**Activity**
The entries below should be transcribed exactly, every one of them.

**Exercise materials**
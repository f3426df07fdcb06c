pub mod dicom;
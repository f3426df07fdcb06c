use crate::imagesets::error::AttributeError;
use crate::imagesets::models::metadata::AttributeMap;
use crate::imagesets::models::study::Issue;
use crate::imagesets::services::coerce::coerce_value;
use crate::imagesets::services::vr::{resolve_tag, resolve_vr, OverrideTable};
use dicom::core::DataElement;
use dicom::object::InMemDicomObject;

/// Deepest sequence nesting accepted in an attribute mapping.
pub const MAX_SEQUENCE_DEPTH: usize = 16;

/// File meta information lives in group 0002 and is never written to the data set.
const FILE_META_GROUP: u16 = 0x0002;

/// Writes raw attribute mappings into DICOM data sets for one instance.
///
/// Attributes that cannot be transcoded are left out and reported as
/// [`Issue::AttributeSkipped`], the rest of the mapping is still written.
pub struct TagPopulator<'a> {
    overrides: &'a OverrideTable,
    sop_instance_uid: &'a str,
    issues: &'a mut Vec<Issue>,
}

impl<'a> TagPopulator<'a> {
    pub fn new(
        overrides: &'a OverrideTable,
        sop_instance_uid: &'a str,
        issues: &'a mut Vec<Issue>,
    ) -> Self {
        TagPopulator {
            overrides,
            sop_instance_uid,
            issues,
        }
    }

    /// Writes every attribute of `attributes` into `obj`, in document order.
    ///
    /// An attribute already present in `obj` is replaced.
    pub fn populate(&mut self, attributes: &AttributeMap, obj: &mut InMemDicomObject) {
        self.populate_at(attributes, 0, obj);
    }

    fn populate_at(&mut self, attributes: &AttributeMap, depth: usize, obj: &mut InMemDicomObject) {
        for (key, raw) in attributes {
            match self.element(key, raw, depth) {
                Ok(Some(element)) => {
                    obj.put(element);
                }
                Ok(None) => {}
                Err(err) => {
                    tracing::warn!(sop_instance_uid = self.sop_instance_uid, "skipping attribute: {err}");
                    self.issues.push(Issue::AttributeSkipped {
                        sop_instance_uid: self.sop_instance_uid.to_string(),
                        key: key.clone(),
                        reason: err.to_string(),
                    });
                }
            }
        }
    }

    /// Builds the element of one attribute.
    ///
    /// File meta attributes are transcoded like any other but yield `None`.
    fn element(
        &mut self,
        key: &str,
        raw: &serde_json::Value,
        depth: usize,
    ) -> Result<Option<DataElement<InMemDicomObject>>, AttributeError> {
        let tag = resolve_tag(key).ok_or_else(|| AttributeError::UnknownTag {
            key: key.to_string(),
        })?;
        let vr = resolve_vr(key, tag, self.overrides).ok_or_else(|| {
            AttributeError::UnresolvedVr {
                key: key.to_string(),
            }
        })?;

        let (vr, value) = coerce_value(key, raw, vr, |item| {
            if depth + 1 > MAX_SEQUENCE_DEPTH {
                return Err(AttributeError::DepthExceeded {
                    key: key.to_string(),
                    max: MAX_SEQUENCE_DEPTH,
                });
            }
            let mut nested = InMemDicomObject::new_empty();
            self.populate_at(item, depth + 1, &mut nested);
            Ok(nested)
        })?;

        if tag.group() == FILE_META_GROUP {
            tracing::debug!(key, "leaving file meta attribute to the file meta group");
            return Ok(None);
        }
        Ok(Some(DataElement::new(tag, vr, value)))
    }
}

**Answer box**
repository f3426df07fdcb06c
pub mod dicom;
repository f3426df07fdcb06c
use crate::imagesets::error::AttributeError;
use crate::imagesets::models::metadata::AttributeMap;
use crate::imagesets::models::study::Issue;
use crate::imagesets::services::coerce::coerce_value;
use crate::imagesets::services::vr::{resolve_tag, resolve_vr, OverrideTable};
use dicom::core::DataElement;
use dicom::object::InMemDicomObject;

/// Deepest sequence nesting accepted in an attribute mapping.
pub const MAX_SEQUENCE_DEPTH: usize = 16;

/// File meta information lives in group 0002 and is never written to the data set.
const FILE_META_GROUP: u16 = 0x0002;

/// Writes raw attribute mappings into DICOM data sets for one instance.
///
/// Attributes that cannot be transcoded are left out and reported as
/// [`Issue::AttributeSkipped`], the rest of the mapping is still written.
pub struct TagPopulator<'a> {
    overrides: &'a OverrideTable,
    sop_instance_uid: &'a str,
    issues: &'a mut Vec<Issue>,
}

impl<'a> TagPopulator<'a> {
    pub fn new(
        overrides: &'a OverrideTable,
        sop_instance_uid: &'a str,
        issues: &'a mut Vec<Issue>,
    ) -> Self {
        TagPopulator {
            overrides,
            sop_instance_uid,
            issues,
        }
    }

    /// Writes every attribute of `attributes` into `obj`, in document order.
    ///
    /// An attribute already present in `obj` is replaced.
    pub fn populate(&mut self, attributes: &AttributeMap, obj: &mut InMemDicomObject) {
        self.populate_at(attributes, 0, obj);
    }

    fn populate_at(&mut self, attributes: &AttributeMap, depth: usize, obj: &mut InMemDicomObject) {
        for (key, raw) in attributes {
            match self.element(key, raw, depth) {
                Ok(Some(element)) => {
                    obj.put(element);
                }
                Ok(None) => {}
                Err(err) => {
                    tracing::warn!(sop_instance_uid = self.sop_instance_uid, "skipping attribute: {err}");
                    self.issues.push(Issue::AttributeSkipped {
                        sop_instance_uid: self.sop_instance_uid.to_string(),
                        key: key.clone(),
                        reason: err.to_string(),
                    });
                }
            }
        }
    }

    /// Builds the element of one attribute.
    ///
    /// File meta attributes are transcoded like any other but yield `None`.
    fn element(
        &mut self,
        key: &str,
        raw: &serde_json::Value,
        depth: usize,
    ) -> Result<Option<DataElement<InMemDicomObject>>, AttributeError> {
        let tag = resolve_tag(key).ok_or_else(|| AttributeError::UnknownTag {
            key: key.to_string(),
        })?;
        let vr = resolve_vr(key, tag, self.overrides).ok_or_else(|| {
            AttributeError::UnresolvedVr {
                key: key.to_string(),
            }
        })?;

        let (vr, value) = coerce_value(key, raw, vr, |item| {
            if depth + 1 > MAX_SEQUENCE_DEPTH {
                return Err(AttributeError::DepthExceeded {
                    key: key.to_string(),
                    max: MAX_SEQUENCE_DEPTH,
                });
            }
            let mut nested = InMemDicomObject::new_empty();
            self.populate_at(item, depth + 1, &mut nested);
            Ok(nested)
        })?;

        if tag.group() == FILE_META_GROUP {
            tracing::debug!(key, "leaving file meta attribute to the file meta group");
            return Ok(None);
        }
        Ok(Some(DataElement::new(tag, vr, value)))
    }
}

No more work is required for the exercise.